U.S. Steel says new coke battery cheaper, cleaner to operate
U.S. Steel Corp.'s new C Battery at its huge Clairton coke plant is a major piece of a $500 million improvement project that enhances the company's new ability to make all the coke it needs.
And self-sufficiency is a plus, given the up-and-down prices of purchased coke, industry experts say.
“They have certainly insulated themselves against the worst gyrations” of the coke market, said James Moss, partner in First River Consulting, a North Shore strategy firm focused on steel and other industries.
U.S. Steel, Clairton and government officials celebrated the startup of the technologically and environmentally advanced battery of ovens on Thursday at the nation's largest coke-making plant.
CEO John P. Surma said construction of the C Battery and the first of three low-emission quench towers to cool coke represents the largest investment in the 112-year history of the Clairton plant.
The battery replaces three higher-emissions units, numbered 7 to 9, that were more than 50 years old. Work continues to improve the environmental performance of Batteries 1 to 3 at the plant, and two more quench towers are being built.
The upgrades at Clairton, plus a synthetic coke-making project at the company's Gary Works in Indiana, help ensure U.S. Steel's future, given tougher environmental restrictions that are shutting down coke ovens elsewhere, steel analyst Charles Bradford said.
“You have to have coke,” he said.
Market prices for the raw material have fallen recently because the Chinese dropped a tax on coke exports and coking coal has become cheaper, Bradford said.
Coke is combined with iron ore, limestone and other minerals in a blast furnace to make iron, which is then converted to steel in a giant oxygen-fed furnace.
Allegheny County air quality officials calculate that the region is on track for the first time to meet daily soot limits set by the Environmental Protection Agency, with improvements at Clairton playing a big role.
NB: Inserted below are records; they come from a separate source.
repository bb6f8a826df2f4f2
pub mod forecasting;
pub mod pricing;
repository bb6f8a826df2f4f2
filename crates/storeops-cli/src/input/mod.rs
pub mod file;
pub mod stdin;
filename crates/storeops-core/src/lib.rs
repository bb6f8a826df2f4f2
pub mod error;
pub mod types;

#[cfg(feature = "forecasting")]
pub mod forecasting;

#[cfg(feature = "pricing")]
pub mod pricing;

pub use error::StoreOpsError;
pub use types::*;

/// Standard result type for all storeops operations
pub type StoreOpsResult<T> = Result<T, StoreOpsError>;
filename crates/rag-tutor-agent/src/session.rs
//! Conversation session: one request's trip through the assistant backend.
//!
//! Each request walks `Created → Submitted → Running` and ends in exactly one
//! of `Completed`, `TimedOut` or `Failed`. A fresh backend thread is created
//! per request; nothing is reused between requests.

use std::sync::Arc;
use std::time::Duration;

use anyhow::Context;
use tracing::{debug, info, warn};

use rag_tutor_core::config::Config;
use rag_tutor_core::types::{ExperienceLevel, RunHandle, RunStatus};
use rag_tutor_providers::{AssistantBackend, MessageRole, RunRequest};

use crate::citations::resolve_answer;
use crate::prompt::build_instructions;
use crate::RequestOutcome;

/// Request lifecycle phase, logged on every transition.
#[derive(Debug, Clone, Copy, PartialEq, Eq)]
pub enum Phase {
    Created,
    Submitted,
    Running,
    Completed,
    TimedOut,
    Failed,
}

#[derive(Debug, Clone)]
pub struct SessionSettings {
    pub assistant_id: String,
    pub poll_interval: Duration,
    pub max_poll_attempts: u32,
}

impl SessionSettings {
    pub fn from_config(config: &Config) -> Self {
        Self {
            assistant_id: config.assistant_id().unwrap_or_default(),
            poll_interval: config.poll_interval(),
            max_poll_attempts: config.max_poll_attempts(),
        }
    }
}

/// Why polling stopped.
enum PollEnd {
    Completed,
    TimedOut,
    Failed(String),
}

pub struct ConversationSession {
    backend: Arc<dyn AssistantBackend>,
    settings: SessionSettings,
}

impl ConversationSession {
    pub fn new(backend: Arc<dyn AssistantBackend>, settings: SessionSettings) -> Self {
        Self { backend, settings }
    }

    pub fn settings(&self) -> &SessionSettings {
        &self.settings
    }

    /// Run one request to a terminal outcome. Never returns an error: any
    /// backend failure becomes [`RequestOutcome::BackendError`].
    pub async fn run(&self, user_name: &str, level: ExperienceLevel, user_text: &str) -> RequestOutcome {
        match self.try_run(user_name, level, user_text).await {
            Ok(outcome) => outcome,
            Err(e) => {
                warn!(error = %format!("{e:#}"), "Request failed");
                log_phase(Phase::Failed, None);
                RequestOutcome::backend_error(format!("{e:#}"))
            }
        }
    }

    async fn try_run(&self, user_name: &str, level: ExperienceLevel, user_text: &str) -> anyhow::Result<RequestOutcome> {
        let thread_id = self
            .backend
            .create_thread()
            .await
            .context("Failed to create thread")?;
        log_phase(Phase::Created, Some(&thread_id));

        self.backend
            .add_user_message(&thread_id, user_text)
            .await
            .context("Failed to submit message")?;
        log_phase(Phase::Submitted, Some(&thread_id));

        let request = RunRequest {
            assistant_id: self.settings.assistant_id.clone(),
            instructions: build_instructions(user_name, level),
            retrieval: true,
        };
        let run = self
            .backend
            .create_run(&thread_id, &request)
            .await
            .context("Failed to start run")?;
        log_phase(Phase::Running, Some(&thread_id));

        let mut handle = RunHandle {
            session_id: thread_id,
            run_id: run.id,
            status: run.status,
            attempts: 0,
        };
        let mut last_error = run.last_error;

        match self.poll(&mut handle, &mut last_error).await? {
            PollEnd::Completed => {}
            PollEnd::TimedOut => {
                info!(run_id = %handle.run_id, attempts = handle.attempts, "Run timed out");
                log_phase(Phase::TimedOut, Some(&handle.session_id));
                return Ok(RequestOutcome::TimedOut);
            }
            PollEnd::Failed(reason) => {
                anyhow::bail!("Run failed: {reason}");
            }
        }
        log_phase(Phase::Completed, Some(&handle.session_id));

        let messages = self
            .backend
            .list_messages(&handle.session_id)
            .await
            .context("Failed to list messages")?;

        let mut answers = Vec::new();
        for message in messages.iter().filter(|m| m.role == MessageRole::Assistant) {
            let Some(text) = message.first_text().filter(|t| !t.value.is_empty()) else {
                continue;
            };
            answers.push(resolve_answer(self.backend.as_ref(), text).await?);
        }

        info!(
            run_id = %handle.run_id,
            attempts = handle.attempts,
            answers = answers.len(),
            "Run completed"
        );
        Ok(RequestOutcome::Success { answers })
    }

    /// Poll until the run completes, fails, or the attempt budget is spent.
    ///
    /// The status reported at creation counts as free; every fetch after that
    /// increments `handle.attempts`, which never exceeds the configured maximum.
    async fn poll(&self, handle: &mut RunHandle, last_error: &mut Option<String>) -> anyhow::Result<PollEnd> {
        loop {
            match handle.status {
                RunStatus::Completed => return Ok(PollEnd::Completed),
                RunStatus::Failed => {
                    return Ok(PollEnd::Failed(
                        last_error.take().unwrap_or_else(|| "no details provided".to_string()),
                    ));
                }
                RunStatus::Queued | RunStatus::InProgress | RunStatus::TimedOut => {}
            }

            if handle.attempts >= self.settings.max_poll_attempts {
                handle.status = RunStatus::TimedOut;
                return Ok(PollEnd::TimedOut);
            }

            tokio::time::sleep(self.settings.poll_interval).await;

            let run = self
                .backend
                .retrieve_run(&handle.session_id, &handle.run_id)
                .await
                .context("Failed to check run status")?;
            handle.attempts += 1;
            handle.status = run.status;
            *last_error = run.last_error;
            debug!(
                run_id = %handle.run_id,
                attempt = handle.attempts,
                status = ?handle.status,
                "Polled run"
            );
        }
    }
}

fn log_phase(phase: Phase, thread_id: Option<&str>) {
    debug!(?phase, thread_id = thread_id.unwrap_or("-"), "Session transition");
}
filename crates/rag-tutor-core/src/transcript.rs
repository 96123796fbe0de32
//! Transcript store: the ordered, append-only log of conversation turns.
//!
//! The only non-append mutation is [`Transcript::replace_middle`], which swaps
//! the turns between the first and last [`KEEP_EDGE`] turns for one summary.

use chrono::{DateTime, Utc};
use serde::{Deserialize, Serialize};

use crate::types::Speaker;

/// Turns preserved verbatim at each end of the transcript during truncation.
pub const KEEP_EDGE: usize = 2;

/// File name offered for the exported transcript.
pub const EXPORT_FILE_NAME: &str = "conversation.txt";

/// MIME type of the exported transcript.
pub const EXPORT_MIME_TYPE: &str = "text/plain";

/// Display label used for assistant turns.
pub const ASSISTANT_AUTHOR: &str = "AI";

/// A single message unit in the transcript.
#[derive(Debug, Clone, PartialEq, Eq, Serialize, Deserialize)]
pub struct Turn {
    pub speaker: Speaker,
    /// Display label captured when the turn was appended.
    pub author: String,
    pub text: String,
    pub ordinal: u64,
    pub created_at: DateTime<Utc>,
}

impl Turn {
    /// Whitespace-delimited word count, used as a token estimate.
    pub fn word_count(&self) -> usize {
        self.text.split_whitespace().count()
    }

    /// Markdown rendering used for display and export.
    pub fn render(&self) -> String {
        match self.speaker {
            Speaker::Summary => self.text.clone(),
            Speaker::User | Speaker::Assistant => format!("**{}:** {}", self.author, self.text),
        }
    }
}

#[derive(Debug, Clone, Default, Serialize, Deserialize)]
pub struct Transcript {
    turns: Vec<Turn>,
    next_ordinal: u64,
}

impl Transcript {
    pub fn new() -> Self {
        Self::default()
    }

    /// Append a turn at the end. Content is not validated.
    pub fn append(&mut self, speaker: Speaker, author: impl Into<String>, text: impl Into<String>) -> &Turn {
        let turn = Turn {
            speaker,
            author: author.into(),
            text: text.into(),
            ordinal: self.next_ordinal,
            created_at: Utc::now(),
        };
        self.next_ordinal += 1;
        self.turns.push(turn);
        &self.turns[self.turns.len() - 1]
    }

    pub fn append_user(&mut self, name: &str, text: impl Into<String>) -> &Turn {
        self.append(Speaker::User, name, text)
    }

    pub fn append_assistant(&mut self, text: impl Into<String>) -> &Turn {
        self.append(Speaker::Assistant, ASSISTANT_AUTHOR, text)
    }

    /// Sum of word counts across all turns. An approximation, not a tokenizer.
    pub fn estimate_size(&self) -> usize {
        self.turns.iter().map(Turn::word_count).sum()
    }

    pub fn turns(&self) -> &[Turn] {
        &self.turns
    }

    pub fn len(&self) -> usize {
        self.turns.len()
    }

    pub fn is_empty(&self) -> bool {
        self.turns.is_empty()
    }

    pub fn last(&self) -> Option<&Turn> {
        self.turns.last()
    }

    /// Most recent user turn, if any.
    pub fn last_user_turn(&self) -> Option<&Turn> {
        self.turns.iter().rev().find(|t| t.speaker == Speaker::User)
    }

    /// Turns strictly between the first and last [`KEEP_EDGE`] turns.
    ///
    /// Empty when the transcript has fewer than `2 * KEEP_EDGE + 1` turns.
    pub fn middle_span(&self) -> &[Turn] {
        if self.turns.len() <= KEEP_EDGE * 2 {
            return &[];
        }
        &self.turns[KEEP_EDGE..self.turns.len() - KEEP_EDGE]
    }

    /// Space-joined text of the middle span, as fed to the summarizer.
    pub fn middle_text(&self) -> String {
        self.middle_span()
            .iter()
            .map(|t| t.text.as_str())
            .collect::<Vec<_>>()
            .join(" ")
    }

    /// Replace the middle span with a single summary turn.
    ///
    /// Returns the number of turns replaced; 0 (and no change) when the
    /// middle span is empty.
    pub fn replace_middle(&mut self, summary: impl Into<String>) -> usize {
        let replaced = self.middle_span().len();
        if replaced == 0 {
            return 0;
        }

        let summary_turn = Turn {
            speaker: Speaker::Summary,
            author: String::new(),
            text: summary.into(),
            ordinal: self.next_ordinal,
            created_at: Utc::now(),
        };
        self.next_ordinal += 1;

        let end = self.turns.len() - KEEP_EDGE;
        self.turns.splice(KEEP_EDGE..end, std::iter::once(summary_turn));
        replaced
    }

    /// Full transcript as Markdown-flavored text, turns separated by a blank line.
    pub fn render_markdown(&self) -> String {
        self.turns
            .iter()
            .map(Turn::render)
            .collect::<Vec<_>>()
            .join("\n\n")
    }

    /// Write the rendered transcript into `dir` as [`EXPORT_FILE_NAME`].
    pub fn export_to_dir(&self, dir: &std::path::Path) -> crate::error::Result<std::path::PathBuf> {
        let path = dir.join(EXPORT_FILE_NAME);
        std::fs::write(&path, self.render_markdown())?;
        tracing::debug!(path = %path.display(), turns = self.turns.len(), "Exported transcript");
        Ok(path)
    }
}
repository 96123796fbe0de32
//! Transcript truncation: summarize the middle once the word budget is exceeded.

use serde::{Deserialize, Serialize};
use tracing::{debug, info, warn};

use rag_tutor_core::transcript::Transcript;

use crate::summarizer::Summarizer;

/// What [`truncate_if_over_budget`] did.
#[derive(Debug, Clone, Copy, PartialEq, Eq, Serialize, Deserialize)]
#[serde(tag = "outcome", rename_all = "snake_case")]
pub enum TruncationOutcome {
    /// Size estimate is at or under the budget.
    WithinBudget,
    /// Over budget, but there is no middle span to condense.
    TooShort,
    /// `replaced` turns were swapped for one summary turn.
    Summarized { replaced: usize },
    /// The summarizer returned nothing; transcript kept as-is.
    EmptySummary,
}

/// Condense the transcript if its size estimate exceeds `budget`.
///
/// The first and last two turns are always kept verbatim. Summarizer errors
/// propagate and leave the transcript unchanged.
pub async fn truncate_if_over_budget(
    transcript: &mut Transcript,
    budget: usize,
    summarizer: &Summarizer,
) -> anyhow::Result<TruncationOutcome> {
    let current = transcript.estimate_size();
    debug!(current, budget, "Checking if truncation needed");

    if current <= budget {
        return Ok(TruncationOutcome::WithinBudget);
    }

    if transcript.middle_span().is_empty() {
        debug!(turns = transcript.len(), "Over budget but too few turns to summarize");
        return Ok(TruncationOutcome::TooShort);
    }

    info!(current, budget, "Transcript exceeds budget, summarizing");

    let summary = summarizer.summarize(&transcript.middle_text()).await?;
    if summary.is_empty() {
        warn!("Summarizer returned empty text, keeping transcript as-is");
        return Ok(TruncationOutcome::EmptySummary);
    }

    let replaced = transcript.replace_middle(summary);
    info!(
        replaced,
        old_size = current,
        new_size = transcript.estimate_size(),
        "Truncation complete"
    );
    Ok(TruncationOutcome::Summarized { replaced })
}
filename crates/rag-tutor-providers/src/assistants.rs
//! OpenAI Assistants API (v2) threads, runs, messages and file lookups.

use async_trait::async_trait;
use reqwest::{Method, RequestBuilder};
use serde::Deserialize;
use serde_json::json;
use tracing::{debug, trace};

use rag_tutor_core::types::RunStatus;

use crate::openai::{OpenAiClient, check_status};
use crate::{
    Annotation, AssistantBackend, FileInfo, MessageRole, MessageText, RunRequest, RunSnapshot,
    ThreadMessage,
};

const ASSISTANTS_BETA: &str = "assistants=v2";

/// Map a wire run status onto the application's run lifecycle.
///
/// Unrecognized statuses count as still in progress so polling continues.
pub fn parse_run_status(status: &str) -> RunStatus {
    match status {
        "queued" => RunStatus::Queued,
        "completed" => RunStatus::Completed,
        "failed" | "cancelled" | "expired" | "incomplete" => RunStatus::Failed,
        "in_progress" | "requires_action" | "cancelling" => RunStatus::InProgress,
        other => {
            trace!(status = other, "Unrecognized run status");
            RunStatus::InProgress
        }
    }
}

// --- Wire types ---

#[derive(Debug, Deserialize)]
struct ThreadObject {
    id: String,
}

#[derive(Debug, Deserialize)]
struct RunObject {
    id: String,
    status: String,
    #[serde(default)]
    last_error: Option<RunError>,
}

#[derive(Debug, Deserialize)]
struct RunError {
    #[serde(default)]
    code: Option<String>,
    #[serde(default)]
    message: Option<String>,
}

impl From<RunObject> for RunSnapshot {
    fn from(run: RunObject) -> Self {
        let last_error = run.last_error.map(|e| match (e.code, e.message) {
            (Some(code), Some(message)) => format!("{code}: {message}"),
            (None, Some(message)) => message,
            (Some(code), None) => code,
            (None, None) => "unknown error".to_string(),
        });
        Self {
            status: parse_run_status(&run.status),
            id: run.id,
            last_error,
        }
    }
}

#[derive(Debug, Deserialize)]
struct MessageList {
    #[serde(default)]
    data: Vec<MessageObject>,
}

#[derive(Debug, Deserialize)]
struct MessageObject {
    id: String,
    role: MessageRole,
    #[serde(default)]
    content: Vec<ContentPart>,
}

#[derive(Debug, Deserialize)]
#[serde(tag = "type", rename_all = "snake_case")]
enum ContentPart {
    Text { text: TextPart },
    #[serde(other)]
    Other,
}

#[derive(Debug, Deserialize)]
struct TextPart {
    value: String,
    #[serde(default)]
    annotations: Vec<AnnotationObject>,
}

#[derive(Debug, Deserialize)]
struct AnnotationObject {
    #[serde(default)]
    text: String,
    #[serde(default)]
    file_citation: Option<FileRef>,
    #[serde(default)]
    file_path: Option<FileRef>,
}

#[derive(Debug, Deserialize)]
struct FileRef {
    file_id: String,
    #[serde(default)]
    quote: Option<String>,
}

impl From<AnnotationObject> for Annotation {
    fn from(a: AnnotationObject) -> Self {
        if let Some(citation) = a.file_citation {
            Annotation::FileCitation {
                text: a.text,
                file_id: citation.file_id,
                quote: citation.quote.unwrap_or_default(),
            }
        } else if let Some(path) = a.file_path {
            Annotation::FilePath {
                text: a.text,
                file_id: path.file_id,
            }
        } else {
            Annotation::Unknown { text: a.text }
        }
    }
}

impl From<MessageObject> for ThreadMessage {
    fn from(m: MessageObject) -> Self {
        let content = m
            .content
            .into_iter()
            .filter_map(|part| match part {
                ContentPart::Text { text } => Some(MessageText {
                    value: text.value,
                    annotations: text.annotations.into_iter().map(Annotation::from).collect(),
                }),
                ContentPart::Other => None,
            })
            .collect();
        Self {
            id: m.id,
            role: m.role,
            content,
        }
    }
}

#[derive(Debug, Deserialize)]
struct FileObject {
    id: String,
    filename: String,
}

impl OpenAiClient {
    fn beta(&self, method: Method, path: &str) -> RequestBuilder {
        self.request(method, path).header("OpenAI-Beta", ASSISTANTS_BETA)
    }
}

#[async_trait]
impl AssistantBackend for OpenAiClient {
    async fn create_thread(&self) -> anyhow::Result<String> {
        let response = self.beta(Method::POST, "/threads").json(&json!({})).send().await?;
        let thread: ThreadObject = check_status(response).await?.json().await?;
        debug!(thread_id = %thread.id, "Created thread");
        Ok(thread.id)
    }

    async fn add_user_message(&self, thread_id: &str, text: &str) -> anyhow::Result<()> {
        let response = self
            .beta(Method::POST, &format!("/threads/{thread_id}/messages"))
            .json(&json!({ "role": "user", "content": text }))
            .send()
            .await?;
        check_status(response).await?;
        Ok(())
    }

    async fn create_run(&self, thread_id: &str, request: &RunRequest) -> anyhow::Result<RunSnapshot> {
        let tools = if request.retrieval {
            vec![json!({ "type": self.retrieval_tool })]
        } else {
            Vec::new()
        };

        let response = self
            .beta(Method::POST, &format!("/threads/{thread_id}/runs"))
            .json(&json!({
                "assistant_id": request.assistant_id,
                "instructions": request.instructions,
                "tools": tools,
            }))
            .send()
            .await?;
        let run: RunObject = check_status(response).await?.json().await?;
        debug!(thread_id, run_id = %run.id, status = %run.status, "Created run");
        Ok(run.into())
    }

    async fn retrieve_run(&self, thread_id: &str, run_id: &str) -> anyhow::Result<RunSnapshot> {
        let response = self
            .beta(Method::GET, &format!("/threads/{thread_id}/runs/{run_id}"))
            .send()
            .await?;
        let run: RunObject = check_status(response).await?.json().await?;
        trace!(run_id, status = %run.status, "Retrieved run");
        Ok(run.into())
    }

    async fn list_messages(&self, thread_id: &str) -> anyhow::Result<Vec<ThreadMessage>> {
        let response = self
            .beta(Method::GET, &format!("/threads/{thread_id}/messages"))
            .query(&[("order", "asc")])
            .send()
            .await?;
        let list: MessageList = check_status(response).await?.json().await?;
        Ok(list.data.into_iter().map(ThreadMessage::from).collect())
    }

    async fn retrieve_file(&self, file_id: &str) -> anyhow::Result<FileInfo> {
        let response = self.request(Method::GET, &format!("/files/{file_id}")).send().await?;
        let file: FileObject = check_status(response).await?.json().await?;
        Ok(FileInfo {
            id: file.id,
            filename: file.filename,
        })
    }
}
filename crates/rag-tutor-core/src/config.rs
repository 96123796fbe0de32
//! Configuration loading and validation.

use std::path::{Path, PathBuf};
use std::time::Duration;

use serde::{Deserialize, Serialize};

/// Top-level RAG Tutor configuration.
#[derive(Debug, Clone, Default, Serialize, Deserialize)]
pub struct Config {
    #[serde(skip_serializing_if = "Option::is_none")]
    pub access: Option<AccessConfig>,

    #[serde(skip_serializing_if = "Option::is_none")]
    pub assistant: Option<AssistantConfig>,

    #[serde(skip_serializing_if = "Option::is_none")]
    pub openai: Option<OpenAiConfig>,

    #[serde(skip_serializing_if = "Option::is_none")]
    pub session: Option<SessionConfig>,

    #[serde(skip_serializing_if = "Option::is_none")]
    pub summarizer: Option<SummarizerConfig>,

    #[serde(skip_serializing_if = "Option::is_none")]
    pub tts: Option<TtsConfig>,

    #[serde(skip_serializing_if = "Option::is_none")]
    pub logging: Option<LoggingConfig>,
}

/// Shared-password gate for the interactive shell.
#[derive(Debug, Clone, Default, Serialize, Deserialize)]
pub struct AccessConfig {
    #[serde(skip_serializing_if = "Option::is_none")]
    pub password: Option<String>,

    #[serde(skip_serializing_if = "Option::is_none")]
    pub password_env: Option<String>,

    /// Shown below the password prompt.
    #[serde(skip_serializing_if = "Option::is_none")]
    pub contact_message: Option<String>,
}

impl AccessConfig {
    pub fn resolve_password(&self) -> Option<String> {
        resolve_secret_field(&self.password, &self.password_env)
    }
}

/// Hosted assistant identity and retrieval tool.
#[derive(Debug, Clone, Default, Serialize, Deserialize)]
pub struct AssistantConfig {
    #[serde(skip_serializing_if = "Option::is_none")]
    pub assistant_id: Option<String>,

    #[serde(skip_serializing_if = "Option::is_none")]
    pub assistant_id_env: Option<String>,

    /// Tool type sent with each run (default: "file_search").
    #[serde(skip_serializing_if = "Option::is_none")]
    pub retrieval_tool: Option<String>,
}

impl AssistantConfig {
    pub fn resolve_assistant_id(&self) -> Option<String> {
        resolve_secret_field(&self.assistant_id, &self.assistant_id_env)
    }
}

#[derive(Debug, Clone, Default, Serialize, Deserialize)]
pub struct OpenAiConfig {
    #[serde(skip_serializing_if = "Option::is_none")]
    pub api_key: Option<String>,

    #[serde(skip_serializing_if = "Option::is_none")]
    pub api_key_env: Option<String>,

    #[serde(skip_serializing_if = "Option::is_none")]
    pub base_url: Option<String>,
}

impl OpenAiConfig {
    pub fn resolve_api_key(&self) -> Option<String> {
        resolve_secret_field(&self.api_key, &self.api_key_env)
    }
}

#[derive(Debug, Clone, Default, Serialize, Deserialize)]
pub struct SessionConfig {
    /// Word budget before the transcript middle is summarized (default: 4000).
    #[serde(skip_serializing_if = "Option::is_none")]
    pub max_context_tokens: Option<usize>,

    /// Seconds between run status checks (default: 5).
    #[serde(skip_serializing_if = "Option::is_none")]
    pub poll_interval_secs: Option<u64>,

    /// Status checks before a run is reported as timed out (default: 10).
    #[serde(skip_serializing_if = "Option::is_none")]
    pub max_poll_attempts: Option<u32>,
}

#[derive(Debug, Clone, Default, Serialize, Deserialize)]
pub struct SummarizerConfig {
    #[serde(skip_serializing_if = "Option::is_none")]
    pub model: Option<String>,
}

/// Text-to-speech (TTS) configuration.
#[derive(Debug, Clone, Default, Serialize, Deserialize)]
pub struct TtsConfig {
    #[serde(skip_serializing_if = "Option::is_none")]
    pub model: Option<String>,

    #[serde(skip_serializing_if = "Option::is_none")]
    pub voice: Option<String>,

    /// Answers this short or shorter are not synthesized (default: 5).
    #[serde(skip_serializing_if = "Option::is_none")]
    pub min_chars: Option<usize>,

    /// Where the CLI writes the latest audio (default: "current_response.mp3").
    #[serde(skip_serializing_if = "Option::is_none")]
    pub output_path: Option<String>,
}

#[derive(Debug, Clone, Default, Serialize, Deserialize)]
pub struct LoggingConfig {
    /// Log format: "plain" (default) or "json".
    #[serde(default = "default_log_format")]
    pub format: String,

    /// Log level override (trace/debug/info/warn/error).
    #[serde(skip_serializing_if = "Option::is_none")]
    pub level: Option<String>,

    /// Per-crate log level overrides (e.g. "rag_tutor_agent=debug").
    #[serde(default)]
    pub filters: Vec<String>,

    /// Output target: "stderr" (default) or "stdout".
    #[serde(default = "default_log_output")]
    pub output: String,
}

fn default_log_format() -> String {
    "plain".into()
}

fn default_log_output() -> String {
    "stderr".into()
}

const DEFAULT_OPENAI_KEY_ENV: &str = "OPENAI_API_KEY";
const DEFAULT_CONTACT_MESSAGE: &str =
    "Please contact the administrator if you need an updated password for access.";

/// Resolve a secret: check the direct value first, then the env-var reference.
pub fn resolve_secret_field(direct: &Option<String>, env_var: &Option<String>) -> Option<String> {
    if let Some(val) = direct {
        if !val.is_empty() {
            return Some(val.clone());
        }
    }
    if let Some(env) = env_var {
        if let Ok(val) = std::env::var(env) {
            if !val.is_empty() {
                return Some(val);
            }
        }
    }
    None
}

/// Substitute `${ENV_VAR}` patterns in a string with their environment variable values.
fn substitute_env_vars(input: &str) -> String {
    let re = regex::Regex::new(r"\$\{([^}]+)\}").expect("static regex");
    re.replace_all(input, |caps: &regex::Captures| {
        let var_name = &caps[1];
        std::env::var(var_name).unwrap_or_default()
    })
    .into_owned()
}

impl Config {
    /// Load config from a JSON5 file, substituting `${ENV_VAR}` references.
    ///
    /// A missing file yields the default config.
    pub fn load(path: &Path) -> crate::error::Result<Self> {
        if !path.exists() {
            tracing::debug!(path = %path.display(), "No config file, using defaults");
            return Ok(Self::default());
        }

        let raw = std::fs::read_to_string(path).map_err(crate::error::TutorError::Io)?;
        let substituted = substitute_env_vars(&raw);

        let config: Config = json5::from_str(&substituted)
            .map_err(|e| crate::error::TutorError::Config(e.to_string()))?;

        tracing::info!(path = %path.display(), "Loaded config");
        Ok(config)
    }

    /// Default config file path.
    pub fn config_path() -> PathBuf {
        data_dir().join("config.json")
    }

    /// Shared password, if one is configured.
    pub fn password(&self) -> Option<String> {
        self.access.as_ref().and_then(|a| a.resolve_password())
    }

    pub fn contact_message(&self) -> String {
        self.access
            .as_ref()
            .and_then(|a| a.contact_message.clone())
            .unwrap_or_else(|| DEFAULT_CONTACT_MESSAGE.to_string())
    }

    pub fn assistant_id(&self) -> Option<String> {
        self.assistant.as_ref().and_then(|a| a.resolve_assistant_id())
    }

    pub fn retrieval_tool(&self) -> String {
        self.assistant
            .as_ref()
            .and_then(|a| a.retrieval_tool.clone())
            .unwrap_or_else(|| "file_search".to_string())
    }

    /// OpenAI API key: configured value, configured env var, then `OPENAI_API_KEY`.
    pub fn openai_api_key(&self) -> Option<String> {
        self.openai
            .as_ref()
            .and_then(|o| o.resolve_api_key())
            .or_else(|| {
                resolve_secret_field(&None, &Some(DEFAULT_OPENAI_KEY_ENV.to_string()))
            })
    }

    pub fn openai_base_url(&self) -> Option<String> {
        self.openai.as_ref().and_then(|o| o.base_url.clone())
    }

    pub fn max_context_tokens(&self) -> usize {
        self.session
            .as_ref()
            .and_then(|s| s.max_context_tokens)
            .unwrap_or(4000)
    }

    pub fn poll_interval(&self) -> Duration {
        Duration::from_secs(
            self.session
                .as_ref()
                .and_then(|s| s.poll_interval_secs)
                .unwrap_or(5),
        )
    }

    pub fn max_poll_attempts(&self) -> u32 {
        self.session
            .as_ref()
            .and_then(|s| s.max_poll_attempts)
            .unwrap_or(10)
    }

    pub fn summarizer_model(&self) -> String {
        self.summarizer
            .as_ref()
            .and_then(|s| s.model.clone())
            .unwrap_or_else(|| "gpt-3.5-turbo".to_string())
    }

    pub fn tts_model(&self) -> String {
        self.tts
            .as_ref()
            .and_then(|t| t.model.clone())
            .unwrap_or_else(|| "tts-1".to_string())
    }

    pub fn tts_voice(&self) -> String {
        self.tts
            .as_ref()
            .and_then(|t| t.voice.clone())
            .unwrap_or_else(|| "alloy".to_string())
    }

    pub fn tts_min_chars(&self) -> usize {
        self.tts.as_ref().and_then(|t| t.min_chars).unwrap_or(5)
    }

    pub fn tts_output_path(&self) -> PathBuf {
        self.tts
            .as_ref()
            .and_then(|t| t.output_path.as_ref())
            .map(PathBuf::from)
            .unwrap_or_else(|| PathBuf::from("current_response.mp3"))
    }

    /// Validate config, returning (warnings, errors).
    pub fn validate(&self) -> (Vec<String>, Vec<String>) {
        let mut warnings = Vec::new();
        let mut errors = Vec::new();

        if self.openai_api_key().is_none() {
            warnings.push(format!(
                "No OpenAI API key configured (set openai.api_key or {DEFAULT_OPENAI_KEY_ENV})"
            ));
        }
        if self.assistant_id().is_none() {
            warnings.push("No assistant id configured (assistant.assistant_id)".to_string());
        }
        if self.password().is_none() {
            warnings.push("No access password configured; the shell cannot be unlocked".to_string());
        }

        if self.max_poll_attempts() == 0 {
            errors.push("session.max_poll_attempts cannot be 0".to_string());
        }
        if self.max_context_tokens() == 0 {
            errors.push("session.max_context_tokens cannot be 0".to_string());
        }

        (warnings, errors)
    }
}

/// Base directory for RAG Tutor data: `~/.rag_tutor/`
pub fn data_dir() -> PathBuf {
    dirs::home_dir()
        .unwrap_or_else(|| PathBuf::from("."))
        .join(".rag_tutor")
}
EPA set the standards in 1997 and have tightened them since then.
“It's going to be the cleanest coke battery on the planet,” United Steelworkers President Leo W. Gerard said.
C Battery uses a Uhde Corp. of America gas pressure control system that works much like a vacuum cleaner to contain emissions, and its design has fewer ovens, and thus fewer openings for emissions. Uhde, owned by German steel maker ThyssenKrupp, is based in Bridgeville.
The upgrades at Clairton won't change the plant's coke-making capacity of more than 4.5 million tons a year.
C Battery, which started making coke Nov. 25, will be able to produce about 960,000 tons. Coke from Clairton fuels blast furnaces at U.S. Steel's Edgar Thomson Plant in Braddock and other North American operations. And oven gas from the plant is used at Edgar Thomson and at the company's Irvin Works steel finishing plant in West Mifflin.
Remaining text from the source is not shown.